I shared the information in GDS team and it is a bug. Filed a bug to address the issue.
- https://nvidia.slack.com/archives/CJ5FK152R/p1658945158190859
- https://nvidia.slack.com/archives/CJ5FK152R/p1658945626109219?thread_ts=1658945272.452739&cid=CJ5FK152R
- https://nvidia.slack.com/archives/CJ5FK152R/p1658946372829689?thread_ts=1658945769.993249&cid=CJ5FK152R
xref: https://github.com/rapidsai/cucim/issues/346
Hello @madsbk @gigony , Has this issue been resolved? Im using CUDA-11.7 and still facing the error when installing GDS on a VM:
============
ENVIRONMENT:
============
=====================
DRIVER CONFIGURATION:
=====================
NVMe : Unsupported
NVMeOF : Unsupported
SCSI : Unsupported
ScaleFlux CSD : Unsupported
NVMesh : Unsupported
DDN EXAScaler : Unsupported
IBM Spectrum Scale : Unsupported
NFS : Unsupported
BeeGFS : Unsupported
WekaFS : Unsupported
Userspace RDMA : Unsupported
--Mellanox PeerDirect : Disabled
--rdma library : Not Loaded (libcufile_rdma.so)
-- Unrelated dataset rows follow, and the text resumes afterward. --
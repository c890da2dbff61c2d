//! New-connection admission rate limiting: a sliding-window counter
//! capping new WS connections per IP per minute.

use std::collections::VecDeque;
use std::net::IpAddr;
use std::time::{Duration, Instant};

use dashmap::DashMap;
use parking_lot::Mutex;

/// Sliding-window connection-accept limiter keyed by client IP.
pub struct AcceptLimiter {
    max_per_window: u32,
    window: Duration,
    timestamps: DashMap<IpAddr, Mutex<VecDeque<Instant>>>,
}

impl AcceptLimiter {
    pub fn new(max_per_window: u32, window: Duration) -> Self {
        Self {
            max_per_window,
            window,
            timestamps: DashMap::new(),
        }
    }

    /// Returns `true` and records the attempt if `ip` is still under its
    /// budget, `false` (without recording) otherwise.
    pub fn try_accept(&self, ip: IpAddr) -> bool {
        let entry = self
            .timestamps
            .entry(ip)
            .or_insert_with(|| Mutex::new(VecDeque::with_capacity(self.max_per_window as usize)));
        let mut timestamps = entry.lock();

        let cutoff = Instant::now() - self.window;
        while timestamps.front().is_some_and(|&t| t < cutoff) {
            timestamps.pop_front();
        }

        if timestamps.len() >= self.max_per_window as usize {
            return false;
        }
        timestamps.push_back(Instant::now());
        true
    }
}

#[cfg(test)]
mod tests {
    use super::*;
    use std::net::{IpAddr, Ipv4Addr};

    fn loopback() -> IpAddr {
        IpAddr::V4(Ipv4Addr::LOCALHOST)
    }

    #[test]
    fn allows_up_to_the_window_budget() {
        let limiter = AcceptLimiter::new(3, Duration::from_secs(60));
        assert!(limiter.try_accept(loopback()));
        assert!(limiter.try_accept(loopback()));
        assert!(limiter.try_accept(loopback()));
        assert!(!limiter.try_accept(loopback()));
    }

    #[test]
    fn tracks_ips_independently() {
        let limiter = AcceptLimiter::new(1, Duration::from_secs(60));
        assert!(limiter.try_accept(IpAddr::V4(Ipv4Addr::new(10, 0, 0, 1))));
        assert!(limiter.try_accept(IpAddr::V4(Ipv4Addr::new(10, 0, 0, 2))));
        assert!(!limiter.try_accept(IpAddr::V4(Ipv4Addr::new(10, 0, 0, 1))));
    }
}
//! Startup recovery pass: re-attach tasks to every non-ended auction
//! already persisted in the store, after a process restart.

use std::sync::Arc;

use auction_core::AuctionStatus;
use tracing::{info, warn};

use crate::error::MonitorResult;
use crate::monitor::Monitor;

/// Load every persisted auction and resume monitoring the ones still in
/// flight. Returns the number of auctions recovered.
pub async fn recover(monitor: &Arc<Monitor>) -> MonitorResult<usize> {
    let ids = monitor.store_list_auction_ids().await?;
    let mut recovered = 0;

    for auction_id in ids {
        match monitor.store_get_auction(&auction_id).await {
            Ok(Some(auction)) if auction.status != AuctionStatus::Ended => {
                monitor.resume(auction);
                recovered += 1;
            }
            Ok(_) => {}
            Err(e) => warn!(auction_id, error = %e, "failed to load auction during recovery"),
        }
    }

    info!(recovered, "recovery pass complete");
    Ok(recovered)
}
--rdma devices : Not configured
--rdma_device_status : Up: 0 Down: 0
=====================
CUFILE CONFIGURATION:
=====================
properties.use_compat_mode : true
properties.force_compat_mode : false
properties.gds_rdma_write_support : true
properties.use_poll_mode : false
properties.poll_mode_max_size_kb : 4
properties.max_batch_io_size : 128
properties.max_batch_io_timeout_msecs : 5
properties.max_direct_io_size_kb : 16384
properties.max_device_cache_size_kb : 131072
properties.max_device_pinned_mem_size_kb : 33554432
properties.posix_pool_slab_size_kb : 4 1024 16384
properties.posix_pool_slab_count : 128 64 32
properties.rdma_peer_affinity_policy : RoundRobin
properties.rdma_dynamic_routing : 0
fs.generic.posix_unaligned_writes : false
fs.lustre.posix_gds_min_kb: 0
fs.beegfs.posix_gds_min_kb: 0
fs.weka.rdma_write_support: false
profile.nvtx : false
profile.cufile_stats : 0
miscellaneous.api_check_aggressive : false
=========
GPU INFO:
=========
GPU index 0 Tesla V100-PCIE-16GB bar:1 bar size (MiB):16384 supports GDS
==============
PLATFORM INFO:
==============
Assertion failure, file index :cufio-udev line :134
AFAICT, KvikIO should detect this now